TASK OBJECTIVE: Search the data below, and report every line in which "node" occurs.

..........

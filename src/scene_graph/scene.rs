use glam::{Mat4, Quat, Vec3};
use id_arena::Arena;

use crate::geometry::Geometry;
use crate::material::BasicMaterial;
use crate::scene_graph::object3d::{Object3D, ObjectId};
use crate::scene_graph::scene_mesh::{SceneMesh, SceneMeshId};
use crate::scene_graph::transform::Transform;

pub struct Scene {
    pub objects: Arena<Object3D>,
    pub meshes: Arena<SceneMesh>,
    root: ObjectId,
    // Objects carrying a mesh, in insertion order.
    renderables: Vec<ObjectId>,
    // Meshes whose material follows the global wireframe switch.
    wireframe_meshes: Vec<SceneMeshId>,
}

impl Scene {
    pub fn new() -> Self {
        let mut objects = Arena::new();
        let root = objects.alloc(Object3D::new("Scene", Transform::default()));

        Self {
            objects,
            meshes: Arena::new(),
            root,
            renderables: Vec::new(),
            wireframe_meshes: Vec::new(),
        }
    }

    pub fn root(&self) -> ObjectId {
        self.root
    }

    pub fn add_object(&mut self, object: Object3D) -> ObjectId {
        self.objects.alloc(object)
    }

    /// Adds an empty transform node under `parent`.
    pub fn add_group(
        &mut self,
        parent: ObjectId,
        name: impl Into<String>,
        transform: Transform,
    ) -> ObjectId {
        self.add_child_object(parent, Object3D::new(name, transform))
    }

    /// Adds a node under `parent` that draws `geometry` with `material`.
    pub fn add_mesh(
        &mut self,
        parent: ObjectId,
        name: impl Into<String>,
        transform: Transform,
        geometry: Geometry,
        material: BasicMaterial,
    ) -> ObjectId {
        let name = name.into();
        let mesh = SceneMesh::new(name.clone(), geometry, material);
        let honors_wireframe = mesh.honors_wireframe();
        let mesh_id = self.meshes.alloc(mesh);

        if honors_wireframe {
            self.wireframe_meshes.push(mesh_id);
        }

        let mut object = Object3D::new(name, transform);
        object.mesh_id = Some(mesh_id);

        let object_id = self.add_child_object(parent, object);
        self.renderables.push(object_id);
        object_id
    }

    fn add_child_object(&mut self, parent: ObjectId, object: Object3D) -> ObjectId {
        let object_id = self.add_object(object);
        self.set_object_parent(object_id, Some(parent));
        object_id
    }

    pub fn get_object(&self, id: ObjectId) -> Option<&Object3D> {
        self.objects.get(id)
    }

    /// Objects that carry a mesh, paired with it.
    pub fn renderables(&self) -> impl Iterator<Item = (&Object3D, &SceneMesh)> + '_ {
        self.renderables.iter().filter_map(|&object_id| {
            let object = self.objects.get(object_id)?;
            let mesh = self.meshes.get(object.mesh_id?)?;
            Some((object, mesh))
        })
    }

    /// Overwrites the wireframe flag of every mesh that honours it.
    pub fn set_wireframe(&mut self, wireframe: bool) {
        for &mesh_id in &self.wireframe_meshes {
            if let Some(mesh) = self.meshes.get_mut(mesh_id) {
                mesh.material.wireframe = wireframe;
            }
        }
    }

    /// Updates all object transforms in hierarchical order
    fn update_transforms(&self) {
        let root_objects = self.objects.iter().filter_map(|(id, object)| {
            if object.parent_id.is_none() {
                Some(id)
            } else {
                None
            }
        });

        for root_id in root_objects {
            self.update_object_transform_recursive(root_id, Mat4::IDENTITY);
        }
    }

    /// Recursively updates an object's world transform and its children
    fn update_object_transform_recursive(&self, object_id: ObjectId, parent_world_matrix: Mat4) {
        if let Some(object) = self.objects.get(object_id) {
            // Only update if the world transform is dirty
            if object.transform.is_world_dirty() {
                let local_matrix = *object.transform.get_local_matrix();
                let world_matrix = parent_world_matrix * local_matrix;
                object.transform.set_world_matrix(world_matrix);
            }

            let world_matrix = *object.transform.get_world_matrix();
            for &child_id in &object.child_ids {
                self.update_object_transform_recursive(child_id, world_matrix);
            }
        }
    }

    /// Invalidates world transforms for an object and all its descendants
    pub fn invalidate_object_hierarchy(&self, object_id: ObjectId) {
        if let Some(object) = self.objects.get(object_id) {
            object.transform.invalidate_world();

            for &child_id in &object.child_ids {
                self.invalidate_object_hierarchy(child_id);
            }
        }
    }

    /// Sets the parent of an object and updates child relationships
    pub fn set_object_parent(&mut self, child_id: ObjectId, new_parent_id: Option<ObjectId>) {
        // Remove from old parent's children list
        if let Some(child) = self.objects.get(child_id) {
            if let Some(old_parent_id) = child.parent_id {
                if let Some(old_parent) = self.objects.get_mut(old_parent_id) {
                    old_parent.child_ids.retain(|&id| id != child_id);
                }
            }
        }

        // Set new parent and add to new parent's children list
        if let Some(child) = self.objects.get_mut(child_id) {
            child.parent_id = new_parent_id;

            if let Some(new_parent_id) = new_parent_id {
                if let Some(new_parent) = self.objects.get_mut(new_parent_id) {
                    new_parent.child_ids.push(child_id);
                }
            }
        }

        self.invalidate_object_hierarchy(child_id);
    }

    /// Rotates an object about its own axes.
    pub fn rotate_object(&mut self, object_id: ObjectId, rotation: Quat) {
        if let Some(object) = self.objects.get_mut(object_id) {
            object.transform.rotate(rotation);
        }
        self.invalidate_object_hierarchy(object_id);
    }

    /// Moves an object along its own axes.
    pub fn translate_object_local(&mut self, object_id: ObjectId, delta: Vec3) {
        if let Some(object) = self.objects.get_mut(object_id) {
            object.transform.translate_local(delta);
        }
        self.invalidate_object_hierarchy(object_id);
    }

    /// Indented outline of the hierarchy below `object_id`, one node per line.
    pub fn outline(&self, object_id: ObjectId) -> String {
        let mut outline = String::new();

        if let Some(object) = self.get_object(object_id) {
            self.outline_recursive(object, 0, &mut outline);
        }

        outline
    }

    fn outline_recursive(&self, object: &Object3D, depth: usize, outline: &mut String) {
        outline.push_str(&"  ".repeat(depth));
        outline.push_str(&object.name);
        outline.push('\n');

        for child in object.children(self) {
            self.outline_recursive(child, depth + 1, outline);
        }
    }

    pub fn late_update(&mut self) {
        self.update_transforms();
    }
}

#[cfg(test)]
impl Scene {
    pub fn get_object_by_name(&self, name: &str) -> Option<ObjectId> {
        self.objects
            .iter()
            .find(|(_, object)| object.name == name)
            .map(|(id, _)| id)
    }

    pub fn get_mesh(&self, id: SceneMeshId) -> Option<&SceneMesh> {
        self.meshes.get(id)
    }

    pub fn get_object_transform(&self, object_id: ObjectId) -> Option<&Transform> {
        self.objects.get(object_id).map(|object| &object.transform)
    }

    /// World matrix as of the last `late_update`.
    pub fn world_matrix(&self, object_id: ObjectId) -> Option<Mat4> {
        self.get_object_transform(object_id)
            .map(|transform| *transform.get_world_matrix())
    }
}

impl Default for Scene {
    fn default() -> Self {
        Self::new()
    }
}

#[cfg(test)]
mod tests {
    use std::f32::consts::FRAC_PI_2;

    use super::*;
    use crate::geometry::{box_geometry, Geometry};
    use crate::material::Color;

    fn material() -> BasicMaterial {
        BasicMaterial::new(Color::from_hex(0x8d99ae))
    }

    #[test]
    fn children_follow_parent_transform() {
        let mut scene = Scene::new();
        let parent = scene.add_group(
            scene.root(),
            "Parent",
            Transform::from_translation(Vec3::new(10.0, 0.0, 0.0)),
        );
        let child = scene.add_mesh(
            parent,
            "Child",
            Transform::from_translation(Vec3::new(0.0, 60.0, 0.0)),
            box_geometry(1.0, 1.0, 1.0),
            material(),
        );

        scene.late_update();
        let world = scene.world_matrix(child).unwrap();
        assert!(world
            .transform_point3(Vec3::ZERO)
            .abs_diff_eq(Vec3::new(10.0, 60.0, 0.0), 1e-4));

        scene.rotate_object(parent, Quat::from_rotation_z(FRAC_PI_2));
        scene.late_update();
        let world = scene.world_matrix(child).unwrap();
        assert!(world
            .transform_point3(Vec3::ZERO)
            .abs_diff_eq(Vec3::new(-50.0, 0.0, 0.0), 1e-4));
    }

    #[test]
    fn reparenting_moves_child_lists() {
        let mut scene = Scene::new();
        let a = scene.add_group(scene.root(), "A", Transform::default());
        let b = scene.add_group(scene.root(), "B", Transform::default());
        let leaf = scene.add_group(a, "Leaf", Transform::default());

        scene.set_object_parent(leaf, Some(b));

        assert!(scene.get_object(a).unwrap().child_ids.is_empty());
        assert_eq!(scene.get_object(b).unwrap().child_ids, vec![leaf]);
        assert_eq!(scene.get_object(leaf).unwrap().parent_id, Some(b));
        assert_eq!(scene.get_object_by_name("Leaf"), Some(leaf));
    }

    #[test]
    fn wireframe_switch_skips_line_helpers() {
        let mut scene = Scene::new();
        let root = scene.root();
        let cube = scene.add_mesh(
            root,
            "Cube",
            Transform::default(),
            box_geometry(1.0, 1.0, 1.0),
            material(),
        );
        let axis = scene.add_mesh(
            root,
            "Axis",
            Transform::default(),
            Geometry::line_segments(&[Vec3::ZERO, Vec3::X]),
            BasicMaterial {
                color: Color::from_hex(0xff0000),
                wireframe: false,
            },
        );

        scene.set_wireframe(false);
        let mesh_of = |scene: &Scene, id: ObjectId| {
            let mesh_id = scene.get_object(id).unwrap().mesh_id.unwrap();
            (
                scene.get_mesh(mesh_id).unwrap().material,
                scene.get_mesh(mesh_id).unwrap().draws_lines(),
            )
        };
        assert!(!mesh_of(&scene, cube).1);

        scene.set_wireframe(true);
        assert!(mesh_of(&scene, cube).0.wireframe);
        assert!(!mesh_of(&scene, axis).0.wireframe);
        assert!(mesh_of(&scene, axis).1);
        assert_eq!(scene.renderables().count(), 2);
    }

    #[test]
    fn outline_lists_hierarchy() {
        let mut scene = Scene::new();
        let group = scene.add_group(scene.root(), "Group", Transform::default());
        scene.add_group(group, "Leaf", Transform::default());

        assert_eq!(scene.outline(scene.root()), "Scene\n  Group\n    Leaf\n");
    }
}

..........

ANSWER BOX:
    /// Adds an empty transform node under `parent`.
    /// Adds a node under `parent` that draws `geometry` with `material`.
    /// Indented outline of the hierarchy below `object_id`, one node per line.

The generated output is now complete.